[Opening DATASET section]

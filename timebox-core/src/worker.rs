//! Worker Service
//!
//! The worker side of the supervisor-worker architecture. One thread owns the
//! TCP listener (`WorkerConn::run_loop`); the calling thread pulls run requests
//! off the handoff channel, runs them under the requested deadlines and hands
//! exactly one result back per request.

use crate::registry::ProblemRegistry;
use crate::result::{ResultItem, RunResult};
use crate::run_info::ProblemRunInfo;
use crate::runner::{RunError, Runner, TimeoutLimits};
use std::io;
use std::net::{SocketAddr, ToSocketAddrs};
use std::sync::Arc;
use std::thread::{self, JoinHandle};
use std::time::Duration;
use thiserror::Error;
use timebox_ipc::{ConnectionError, Handoff, RunMessage, WorkerConn};
use tracing::{error, info, warn};

/// Time given to the I/O thread to flush the last reply before a fail-fast exit
pub const FAIL_FAST_GRACE: Duration = Duration::from_millis(100);

#[derive(Debug, Error)]
pub enum WorkerError {
    #[error("connection error: {0}")]
    Connection(#[from] ConnectionError),

    #[error("I/O error: {0}")]
    Io(#[from] io::Error),

    #[error("worker is already serving")]
    AlreadyServing,
}

/// Why `process` returned
#[derive(Debug, Clone, Copy, PartialEq, Eq)]
pub enum WorkerExit {
    /// The connection side went away
    Closed,
    /// A method failed unexpectedly; the process should exit non-zero
    FailFast,
}

pub struct Worker {
    conn: Option<WorkerConn>,
    handoff: Handoff,
    runner: Runner,
    local_addr: SocketAddr,
}

impl Worker {
    /// Bind the listener; nothing is accepted until `serve`
    pub fn bind<A: ToSocketAddrs>(addr: A, registry: Arc<ProblemRegistry>) -> Result<Self, WorkerError> {
        let (conn, handoff) = WorkerConn::bind(addr)?;
        let local_addr = conn.local_addr()?;
        Ok(Self {
            conn: Some(conn),
            handoff,
            runner: Runner::new(registry),
            local_addr,
        })
    }

    pub fn local_addr(&self) -> SocketAddr {
        self.local_addr
    }

    /// Start the accept loop on its own thread
    pub fn serve(&mut self) -> Result<JoinHandle<Result<(), ConnectionError>>, WorkerError> {
        let conn = self.conn.take().ok_or(WorkerError::AlreadyServing)?;
        info!(addr = %self.local_addr, "waiting for connection");
        let handle = thread::Builder::new()
            .name("timebox-io".to_string())
            .spawn(move || conn.run_loop())?;
        Ok(handle)
    }

    /// Answer run requests until the connection side closes or a method fails
    pub fn process(&self) -> WorkerExit {
        while let Some(request) = self.handoff.recv_run() {
            info!(
                problem = request.problem_id,
                method = %request.method,
                problem_timeout = ?request.problem_timeout(),
                method_timeout = ?request.method_timeout(),
                "run problem"
            );

            let outcome = self.handle_run(&request);
            let fail_fast = matches!(&outcome, Err(e) if e.is_internal());
            let reply = reply_for(&request, outcome);

            if let Err(e) = self.handoff.send_result(reply.to_message()) {
                warn!(error = %e, "could not hand back result");
                return WorkerExit::Closed;
            }

            if fail_fast {
                error!(message = %reply.message, "method failed, worker exiting");
                thread::sleep(FAIL_FAST_GRACE);
                return WorkerExit::FailFast;
            }
        }
        WorkerExit::Closed
    }

    /// Run one request under the deadlines it carries
    pub fn handle_run(&self, request: &RunMessage) -> Result<RunResult, RunError> {
        let info = ProblemRunInfo::new(request.problem_id, request.method.clone());
        let limits = TimeoutLimits::new(request.problem_timeout(), request.method_timeout());
        self.runner.run_problem_with_timeout(&info, limits)
    }

    /// `serve` followed by `process`
    pub fn run(mut self) -> Result<WorkerExit, WorkerError> {
        let _io = self.serve()?;
        Ok(self.process())
    }
}

/// Build the single reply for a request, whatever its outcome
fn reply_for(request: &RunMessage, outcome: Result<RunResult, RunError>) -> RunResult {
    let err = match outcome {
        Ok(result) => return result,
        Err(e) => e,
    };
    warn!(problem = request.problem_id, method = %request.method, error = %err, "run failed");

    let message = err.to_string();
    let mut reply = match err {
        RunError::Timeout { partial, .. } => partial,
        RunError::MethodPanicked { problem, method, .. } => {
            let mut reply = RunResult::new();
            reply.push(ResultItem::error(problem, method, Duration::ZERO));
            reply
        }
        RunError::Spawn(_) => {
            let mut reply = RunResult::new();
            reply.push(ResultItem::error(request.problem_id, request.method.as_str(), Duration::ZERO));
            reply
        }
        RunError::NoSuchProblem(_) | RunError::NoSuchSolution { .. } => RunResult::new(),
    };
    reply.message = message;
    reply
}
//! Timebox Core
//!
//! Problem model, registry, timeout-racing runner and the worker service that
//! answers run requests arriving over the IPC connection.

mod client;
mod problem;
mod registry;
mod result;
mod run_info;
mod runner;
mod worker;

pub use client::RunClient;
pub use problem::{Answer, Problem, Solution};
pub use registry::{ProblemRegistry, RegistryError};
pub use result::{ResultItem, RunResult};
pub use run_info::{ParseRunInfoError, ProblemRunInfo};
pub use runner::{RunError, Runner, TimeoutLimits};
pub use worker::{Worker, WorkerError, WorkerExit, FAIL_FAST_GRACE};
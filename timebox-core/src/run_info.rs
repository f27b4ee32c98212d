//! Run Selectors
//!
//! `id[.method]` selectors as typed on the command line. Everything after the
//! first `.` is the method name, so `23.with.dots` selects method `with.dots`.

use std::fmt;
use std::str::FromStr;
use thiserror::Error;

#[derive(Debug, Clone, PartialEq, Eq, Error)]
pub enum ParseRunInfoError {
    #[error("invalid problem id: '{0}'")]
    InvalidId(String),
}

/// Which problem, and which of its methods, to run
#[derive(Debug, Clone, PartialEq, Eq, Hash)]
pub struct ProblemRunInfo {
    pub problem_id: u32,
    /// Empty selects every method
    pub method: String,
}

impl ProblemRunInfo {
    pub fn new(problem_id: u32, method: impl Into<String>) -> Self {
        Self {
            problem_id,
            method: method.into(),
        }
    }

    pub fn all_methods(problem_id: u32) -> Self {
        Self::new(problem_id, "")
    }

    pub fn is_all_methods(&self) -> bool {
        self.method.is_empty()
    }

    pub fn parse(selector: &str) -> Result<Self, ParseRunInfoError> {
        let (id, method) = selector.split_once('.').unwrap_or((selector, ""));
        match id.trim().parse::<u32>() {
            Ok(problem_id) if problem_id > 0 => Ok(Self::new(problem_id, method)),
            _ => Err(ParseRunInfoError::InvalidId(selector.to_string())),
        }
    }

    /// Parse every selector, failing on the first invalid one
    pub fn parse_list<S: AsRef<str>>(selectors: &[S]) -> Result<Vec<Self>, ParseRunInfoError> {
        selectors.iter().map(|s| Self::parse(s.as_ref())).collect()
    }
}

impl FromStr for ProblemRunInfo {
    type Err = ParseRunInfoError;

    fn from_str(s: &str) -> Result<Self, Self::Err> {
        Self::parse(s)
    }
}

impl fmt::Display for ProblemRunInfo {
    fn fmt(&self, f: &mut fmt::Formatter<'_>) -> fmt::Result {
        if self.is_all_methods() {
            write!(f, "{}", self.problem_id)
        } else {
            write!(f, "{}.{}", self.problem_id, self.method)
        }
    }
}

[Closing DATASET section]

WHAT THE EXERCISE ASKS:
Transcribe, exactly and without additions, the lines of the records above, beginning with the line that contains "whatever its outcome" and ending with the line that contains "selects every method", both included.

ANSWER TO THIS PROBLEM:
/// Build the single reply for a request, whatever its outcome
fn reply_for(request: &RunMessage, outcome: Result<RunResult, RunError>) -> RunResult {
    let err = match outcome {
        Ok(result) => return result,
        Err(e) => e,
    };
    warn!(problem = request.problem_id, method = %request.method, error = %err, "run failed");

    let message = err.to_string();
    let mut reply = match err {
        RunError::Timeout { partial, .. } => partial,
        RunError::MethodPanicked { problem, method, .. } => {
            let mut reply = RunResult::new();
            reply.push(ResultItem::error(problem, method, Duration::ZERO));
            reply
        }
        RunError::Spawn(_) => {
            let mut reply = RunResult::new();
            reply.push(ResultItem::error(request.problem_id, request.method.as_str(), Duration::ZERO));
            reply
        }
        RunError::NoSuchProblem(_) | RunError::NoSuchSolution { .. } => RunResult::new(),
    };
    reply.message = message;
    reply
}
//! Timebox Core
//!
//! Problem model, registry, timeout-racing runner and the worker service that
//! answers run requests arriving over the IPC connection.

mod client;
mod problem;
mod registry;
mod result;
mod run_info;
mod runner;
mod worker;

pub use client::RunClient;
pub use problem::{Answer, Problem, Solution};
pub use registry::{ProblemRegistry, RegistryError};
pub use result::{ResultItem, RunResult};
pub use run_info::{ParseRunInfoError, ProblemRunInfo};
pub use runner::{RunError, Runner, TimeoutLimits};
pub use worker::{Worker, WorkerError, WorkerExit, FAIL_FAST_GRACE};
filename timebox-core/src/run_info.rs
repository f27b4ee32c98212d
//! Run Selectors
//!
//! `id[.method]` selectors as typed on the command line. Everything after the
//! first `.` is the method name, so `23.with.dots` selects method `with.dots`.

use std::fmt;
use std::str::FromStr;
use thiserror::Error;

#[derive(Debug, Clone, PartialEq, Eq, Error)]
pub enum ParseRunInfoError {
    #[error("invalid problem id: '{0}'")]
    InvalidId(String),
}

/// Which problem, and which of its methods, to run
#[derive(Debug, Clone, PartialEq, Eq, Hash)]
pub struct ProblemRunInfo {
    pub problem_id: u32,
    /// Empty selects every method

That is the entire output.